Even before the current pandemic, clinical trials world-wide struggled to recruit and retain qualified enrollees (6). VTC consent is one approach used to engage a more diverse population and overcome geographic barriers (6). VTC consent may improve recruitment and participation in research trials during the pandemic, helping normalize the use case and lead to VTC consent practices persisting after the pandemic. Further improvements on VTC consent are certainly possible. There are many commercially available software options used to “electronically sign” documents, and combined with VTC technology could allow for a paperless, remote informed consent process. This has the potential to be far superior to current audio-only telephone consent, with printing, signing, and scanning/faxing of documents for inclusion in the research record.

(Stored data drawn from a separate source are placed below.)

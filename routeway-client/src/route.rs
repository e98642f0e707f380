//! Route table: logical routes mapped to ordered endpoint candidates.

use crate::{Result, RouteError};
use serde::{Deserialize, Serialize};
use std::collections::HashMap;
use std::fmt;
use std::str::FromStr;

/// HTTP verb of a logical route.
#[derive(Debug, Clone, Copy, PartialEq, Eq, Hash, Serialize, Deserialize)]
#[serde(rename_all = "UPPERCASE")]
pub enum Verb {
    /// GET
    Get,
    /// POST
    Post,
    /// PUT
    Put,
    /// PATCH
    Patch,
    /// DELETE
    Delete,
    /// HEAD
    Head,
    /// OPTIONS
    Options,
}

impl Verb {
    /// Upper-case method name.
    pub fn as_str(&self) -> &'static str {
        match self {
            Verb::Get => "GET",
            Verb::Post => "POST",
            Verb::Put => "PUT",
            Verb::Patch => "PATCH",
            Verb::Delete => "DELETE",
            Verb::Head => "HEAD",
            Verb::Options => "OPTIONS",
        }
    }

    /// Only POST, PUT and PATCH send a request body.
    pub fn carries_body(&self) -> bool {
        matches!(self, Verb::Post | Verb::Put | Verb::Patch)
    }

    /// Convert to an `http::Method`.
    pub fn to_method(&self) -> http::Method {
        match self {
            Verb::Get => http::Method::GET,
            Verb::Post => http::Method::POST,
            Verb::Put => http::Method::PUT,
            Verb::Patch => http::Method::PATCH,
            Verb::Delete => http::Method::DELETE,
            Verb::Head => http::Method::HEAD,
            Verb::Options => http::Method::OPTIONS,
        }
    }
}

impl fmt::Display for Verb {
    fn fmt(&self, f: &mut fmt::Formatter<'_>) -> fmt::Result {
        f.write_str(self.as_str())
    }
}

impl FromStr for Verb {
    type Err = RouteError;

    fn from_str(s: &str) -> Result<Self> {
        match s.trim().to_ascii_uppercase().as_str() {
            "GET" => Ok(Verb::Get),
            "POST" => Ok(Verb::Post),
            "PUT" => Ok(Verb::Put),
            "PATCH" => Ok(Verb::Patch),
            "DELETE" => Ok(Verb::Delete),
            "HEAD" => Ok(Verb::Head),
            "OPTIONS" => Ok(Verb::Options),
            _ => Err(RouteError::InvalidVerb(s.to_string())),
        }
    }
}

/// A call-site route such as `GET /agents/:id`.
#[derive(Debug, Clone, PartialEq, Eq, Hash)]
pub struct LogicalRoute {
    method: Verb,
    path_pattern: String,
}

impl LogicalRoute {
    /// Create a logical route.
    pub fn new(method: Verb, path_pattern: impl Into<String>) -> Self {
        Self {
            method,
            path_pattern: path_pattern.into(),
        }
    }

    /// `GET` route.
    pub fn get(path_pattern: impl Into<String>) -> Self {
        Self::new(Verb::Get, path_pattern)
    }

    /// `POST` route.
    pub fn post(path_pattern: impl Into<String>) -> Self {
        Self::new(Verb::Post, path_pattern)
    }

    /// `PUT` route.
    pub fn put(path_pattern: impl Into<String>) -> Self {
        Self::new(Verb::Put, path_pattern)
    }

    /// `PATCH` route.
    pub fn patch(path_pattern: impl Into<String>) -> Self {
        Self::new(Verb::Patch, path_pattern)
    }

    /// `DELETE` route.
    pub fn delete(path_pattern: impl Into<String>) -> Self {
        Self::new(Verb::Delete, path_pattern)
    }

    /// The route's verb.
    pub fn method(&self) -> Verb {
        self.method
    }

    /// The route's path pattern.
    pub fn path_pattern(&self) -> &str {
        &self.path_pattern
    }
}

impl fmt::Display for LogicalRoute {
    fn fmt(&self, f: &mut fmt::Formatter<'_>) -> fmt::Result {
        write!(f, "{} {}", self.method, self.path_pattern)
    }
}

impl FromStr for LogicalRoute {
    type Err = RouteError;

    /// Parse the `"VERB /path"` form.
    fn from_str(s: &str) -> Result<Self> {
        let (verb, path) = s
            .trim()
            .split_once(char::is_whitespace)
            .ok_or_else(|| RouteError::InvalidTemplate {
                template: s.to_string(),
                reason: "expected `VERB /path`".to_string(),
            })?;
        Ok(Self::new(verb.parse()?, path.trim()))
    }
}

/// Whether a not-found answer moves the chain to the next candidate.
#[derive(Debug, Clone, Copy, PartialEq, Eq, Default, Serialize, Deserialize)]
#[serde(rename_all = "snake_case")]
pub enum FallbackPolicy {
    /// A 404 or a markup not-found page advances to the next candidate.
    #[default]
    OnNotFound,
    /// A 404 is a genuine "resource not found" and is returned as is.
    Strict,
}

/// One piece of a parsed template.
#[derive(Debug, Clone, Copy, PartialEq, Eq)]
pub(crate) enum Segment<'a> {
    Literal(&'a str),
    Param(&'a str),
}

fn is_name_start(b: u8) -> bool {
    b.is_ascii_alphabetic() || b == b'_'
}

fn is_name_char(b: u8) -> bool {
    b.is_ascii_alphanumeric() || b == b'_'
}

/// Split a template into literal text and `:name` placeholders.
///
/// A placeholder starts with `:` at the beginning of a path segment, so the
/// colons in `https://` or `host:8080` stay literal.
pub(crate) fn parse_template(template: &str) -> Vec<Segment<'_>> {
    let bytes = template.as_bytes();
    let mut segments = Vec::new();
    let mut literal_start = 0;
    let mut i = 0;

    while i < bytes.len() {
        if bytes[i] == b':'
            && i > 0
            && bytes[i - 1] == b'/'
            && i + 1 < bytes.len()
            && is_name_start(bytes[i + 1])
        {
            if literal_start < i {
                segments.push(Segment::Literal(&template[literal_start..i]));
            }
            let mut end = i + 1;
            while end < bytes.len() && is_name_char(bytes[end]) {
                end += 1;
            }
            segments.push(Segment::Param(&template[i + 1..end]));
            i = end;
            literal_start = end;
            continue;
        }
        i += 1;
    }

    if literal_start < bytes.len() {
        segments.push(Segment::Literal(&template[literal_start..]));
    }

    segments
}

/// A candidate physical endpoint: an absolute URL or a same-origin path.
#[derive(Debug, Clone, PartialEq, Eq, Hash, Serialize, Deserialize)]
#[serde(transparent)]
pub struct EndpointTemplate(String);

impl EndpointTemplate {
    /// Wrap a template string.
    pub fn new(template: impl Into<String>) -> Self {
        Self(template.into())
    }

    /// The raw template.
    pub fn as_str(&self) -> &str {
        &self.0
    }

    /// Check if the template is an absolute `http(s)` URL.
    pub fn is_absolute(&self) -> bool {
        is_absolute_url(&self.0)
    }

    /// Placeholder names in order of appearance.
    pub fn placeholders(&self) -> Vec<&str> {
        parse_template(&self.0)
            .into_iter()
            .filter_map(|segment| match segment {
                Segment::Param(name) => Some(name),
                Segment::Literal(_) => None,
            })
            .collect()
    }

    /// Check if the template contains any placeholder.
    pub fn has_placeholders(&self) -> bool {
        parse_template(&self.0)
            .iter()
            .any(|segment| matches!(segment, Segment::Param(_)))
    }

    fn validate(&self) -> Result<()> {
        if self.0.starts_with('/') {
            return Ok(());
        }
        if !self.is_absolute() {
            return Err(RouteError::InvalidTemplate {
                template: self.0.clone(),
                reason: "must be an absolute http(s) URL or start with `/`".to_string(),
            });
        }
        url::Url::parse(&self.0).map_err(|e| RouteError::InvalidTemplate {
            template: self.0.clone(),
            reason: e.to_string(),
        })?;
        Ok(())
    }
}

impl fmt::Display for EndpointTemplate {
    fn fmt(&self, f: &mut fmt::Formatter<'_>) -> fmt::Result {
        f.write_str(&self.0)
    }
}

impl From<&str> for EndpointTemplate {
    fn from(s: &str) -> Self {
        Self::new(s)
    }
}

impl From<String> for EndpointTemplate {
    fn from(s: String) -> Self {
        Self::new(s)
    }
}

pub(crate) fn is_absolute_url(s: &str) -> bool {
    let lower = s.get(..8).unwrap_or(s).to_ascii_lowercase();
    lower.starts_with("http://") || lower.starts_with("https://")
}

/// A registered route and its candidates in fallback order.
#[derive(Debug, Clone)]
pub struct RouteEntry {
    route: LogicalRoute,
    templates: Vec<EndpointTemplate>,
    policy: FallbackPolicy,
}

impl RouteEntry {
    /// The logical route.
    pub fn route(&self) -> &LogicalRoute {
        &self.route
    }

    /// Candidates in registration order.
    pub fn templates(&self) -> &[EndpointTemplate] {
        &self.templates
    }

    /// Fallback policy for this route.
    pub fn policy(&self) -> FallbackPolicy {
        self.policy
    }
}

/// A named endpoint for connectivity probing.
#[derive(Debug, Clone, PartialEq, Eq, Serialize, Deserialize)]
pub struct NamedEndpoint {
    /// Display name.
    pub name: String,
    /// Absolute URL or same-origin path.
    pub url: String,
}

impl NamedEndpoint {
    /// Create a named endpoint.
    pub fn new(name: impl Into<String>, url: impl Into<String>) -> Self {
        Self {
            name: name.into(),
            url: url.into(),
        }
    }
}

/// Immutable mapping from logical routes to ordered endpoint candidates.
///
/// Built once with [`RouteTable::builder`] and shared read-only afterwards.
#[derive(Debug, Clone, Default)]
pub struct RouteTable {
    entries: Vec<RouteEntry>,
    index: HashMap<LogicalRoute, usize>,
}

impl RouteTable {
    /// Create a route table builder.
    pub fn builder() -> RouteTableBuilder {
        RouteTableBuilder::default()
    }

    /// Find the entry for a logical route.
    pub fn lookup(&self, route: &LogicalRoute) -> Option<&RouteEntry> {
        self.index.get(route).map(|&i| &self.entries[i])
    }

    /// Check if a logical route is registered.
    pub fn contains(&self, route: &LogicalRoute) -> bool {
        self.index.contains_key(route)
    }

    /// All entries in registration order.
    pub fn routes(&self) -> impl Iterator<Item = &RouteEntry> {
        self.entries.iter()
    }

    /// Number of registered routes.
    pub fn len(&self) -> usize {
        self.entries.len()
    }

    /// Check if no routes are registered.
    pub fn is_empty(&self) -> bool {
        self.entries.is_empty()
    }

    /// Distinct placeholder-free templates, in first-seen order.
    ///
    /// Each endpoint is named after the route that first registered it.
    pub fn endpoints(&self) -> Vec<NamedEndpoint> {
        let mut seen = std::collections::HashSet::new();
        let mut endpoints = Vec::new();

        for entry in &self.entries {
            for template in &entry.templates {
                if template.has_placeholders() || !seen.insert(template.as_str()) {
                    continue;
                }
                endpoints.push(NamedEndpoint::new(
                    entry.route.to_string(),
                    template.as_str(),
                ));
            }
        }

        endpoints
    }
}

/// Builder for [`RouteTable`].
#[derive(Debug, Default)]
pub struct RouteTableBuilder {
    entries: Vec<(LogicalRoute, Vec<EndpointTemplate>, FallbackPolicy)>,
}

impl RouteTableBuilder {
    /// Register a route with its candidates in fallback order.
    pub fn route<I, T>(self, method: Verb, path_pattern: impl Into<String>, templates: I) -> Self
    where
        I: IntoIterator<Item = T>,
        T: Into<EndpointTemplate>,
    {
        self.route_with_policy(method, path_pattern, templates, FallbackPolicy::default())
    }

    /// Register a route with an explicit fallback policy.
    pub fn route_with_policy<I, T>(
        mut self,
        method: Verb,
        path_pattern: impl Into<String>,
        templates: I,
        policy: FallbackPolicy,
    ) -> Self
    where
        I: IntoIterator<Item = T>,
        T: Into<EndpointTemplate>,
    {
        self.entries.push((
            LogicalRoute::new(method, path_pattern),
            templates.into_iter().map(Into::into).collect(),
            policy,
        ));
        self
    }

    /// Validate the registrations and build the table.
    pub fn build(self) -> Result<RouteTable> {
        let mut table = RouteTable::default();

        for (route, templates, policy) in self.entries {
            if !route.path_pattern.starts_with('/') {
                return Err(RouteError::InvalidTemplate {
                    template: route.path_pattern.clone(),
                    reason: "path pattern must start with `/`".to_string(),
                });
            }
            if table.index.contains_key(&route) {
                return Err(RouteError::DuplicateRoute(route.to_string()));
            }
            if templates.is_empty() {
                return Err(RouteError::EmptyTemplates(route.to_string()));
            }
            for template in &templates {
                template.validate()?;
            }

            table.index.insert(route.clone(), table.entries.len());
            table.entries.push(RouteEntry {
                route,
                templates,
                policy,
            });
        }

        Ok(table)
    }
}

Telecommunication has undergone an explosive growth and telehealth has become increasingly embedded in healthcare, particularly critical care. Healthcare providers have used telemedicine to provide patient-centered care despite the barriers of self-quarantine and social distancing (7). VTC capabilities in smartphones and other mobile devices has also become more common place. The perception that smartphone access is only available to higher socioeconomic classes brings concerns VTC use may exacerbate economic disparities in research engagement. However, over two-thirds of individuals in lower socioeconomic classes have smartphones with broadband internet (6). Consequently, even those individuals who do not personally own a smartphone are likely to be acquainted with a person or facility that does have an internet-capable device. Although this misconception about access may not truly be an issue, screen size or comfort level with the device for consent needs to be addressed (6).
The COVID-19 pandemic requires high quality and “high-velocity” research while maintaining appropriate isolation precautions, limiting number of potential healthcare exposures, and minimizing use of limited PPE. We demonstrated that leveraging existing technology for new use cases is a valid approach to manage these competing priorities. Permanent regulatory guidance must acknowledge existing technology including VTC, screen capture, and remote signature software. The implications for future use are clear: post-COVID-19, virtual health is going to be used more frequently, not less. Clear and thoughtful applications of this technology during the crisis will likely lead to more appropriate long-term use cases.